A living will takes effect when one doctor—or sometimes two, depending on your state or what's in your living will—determines that you're:
- Either permanently incapacitated or terminally ill
- That you cannot communicate in any way, including by gestures
- That your condition qualifies as permanent incapacitation or terminal illness under your state's law
For a living will to take effect, the treating physician must certify in writing that you are in such condition. At that point, the living will determines your treatment or care.
What can a living will include?
A living will can include which treatments you want should you become permanently incapacitated or which treatments you don't want. Some of these requests include permitting or not permitting:
- Resuscitation or do-not-resuscitate (DNR) orders
- Feeding tubes
- Use of oxygen by intubation or by other means, and dialysis
- Assisted feeding and hydration
- Pain medication
- Organ donation
- What type of funeral you want, such as burial or cremation
- Who you want, and don't want, making decisions for you
- Blood transfusions and any surgery
- Active intervention for purposes of changing your incapacitation
- Whether you want to remain in the hospital or go home
Ensure your living will is clear so that it communicates exactly what you want and what you don't want. Clarity will help avoid any confusion.
What is the purpose of a healthcare power of attorney?
A healthcare POA is a type of advance directive, but it's broader in scope than a living will. If you give someone, called your agent, a healthcare POA, you're allowing them to make medical decisions when you're unable to do so.
These medical decisions are not end-of-life decisions, unlike the situations applicable to living wills.
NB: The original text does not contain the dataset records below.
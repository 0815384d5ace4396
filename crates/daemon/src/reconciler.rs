//! Startup reconciliation
//!
//! A task that is `pending` or `running` in the store but has no run in this
//! process was orphaned by an earlier daemon. Such tasks are failed once at
//! startup, before the API accepts requests.

use crate::state::StateManager;
use tracing::{error, info, warn};

/// Result recorded on tasks interrupted by a daemon restart
pub const RESTART_MESSAGE: &str = "Error during test: Daemon restarted before the test finished";

/// Brings stored task state in line with what this process is running
pub struct Reconciler {
    state: StateManager,
}

impl Reconciler {
    pub fn new(state: StateManager) -> Self {
        Self { state }
    }

    /// Fail every unfinished task. Returns how many were closed.
    pub fn reconcile_startup(&self) -> usize {
        match self.state.db().fail_unfinished(RESTART_MESSAGE) {
            Ok(ids) => {
                for id in &ids {
                    warn!("Task {} was interrupted by a restart", id);
                }
                if !ids.is_empty() {
                    info!("Reconciled {} unfinished tasks", ids.len());
                }
                ids.len()
            }
            Err(e) => {
                error!("Reconciliation error: {}", e);
                0
            }
        }
    }
}

#[cfg(test)]
mod tests {
    use super::*;
    use crmqa_common::{Database, TaskParameters, TaskState};

    #[test]
    fn test_restart_fails_orphaned_tasks() {
        let dir = tempfile::tempdir().unwrap();
        let path = dir.path().join("tasks.db");

        {
            let state = StateManager::with_database(Database::open(&path).unwrap());
            for id in ["stale", "queued", "done"] {
                state.create_task(id, &TaskParameters::new());
            }
            state.update_status("stale", TaskState::Running, None);
            state.update_status("done", TaskState::Running, None);
            state.update_status("done", TaskState::Completed, Some("Test completed successfully"));
        }

        let state = StateManager::with_database(Database::open(&path).unwrap());
        assert_eq!(Reconciler::new(state.clone()).reconcile_startup(), 2);

        for id in ["stale", "queued"] {
            let task = state.get_task(id).unwrap();
            assert_eq!(task.status, TaskState::Failed);
            assert_eq!(task.result.as_deref(), Some(RESTART_MESSAGE));
            assert_eq!(task.logs.last().unwrap().message, RESTART_MESSAGE);
        }
        assert_eq!(state.get_task("done").unwrap().status, TaskState::Completed);

        // A second pass has nothing left to do
        assert_eq!(Reconciler::new(state).reconcile_startup(), 0);
    }
}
Instead, such decisions involve medical care when you're temporarily incapacitated or temporarily unable to communicate.
You can have a successor healthcare agent if you so desire. This is beneficial if, for some reason, your primary agent cannot perform their healthcare POA duties.
Likewise, you can have one agent act as both healthcare POA and as the agent appointed under your living will. That agent must follow the instructions spelled out in each document.
Why you should have both types of advance directives
To fully protect yourself, it's important to have both a living will and a healthcare POA. Both advance directives are crucial to have a comprehensive medical plan in place. These documents also are essential estate planning tools.
Both a living will and a healthcare POA protect you during your lifetime if, for example, you're unable to communicate because you're incapacitated or are under anesthesia, or if you're near the end of your life.
While no one wants to dwell on these situations, it's a good idea to have these documents in place so you'll never have to worry about healthcare scenarios that are beyond your control.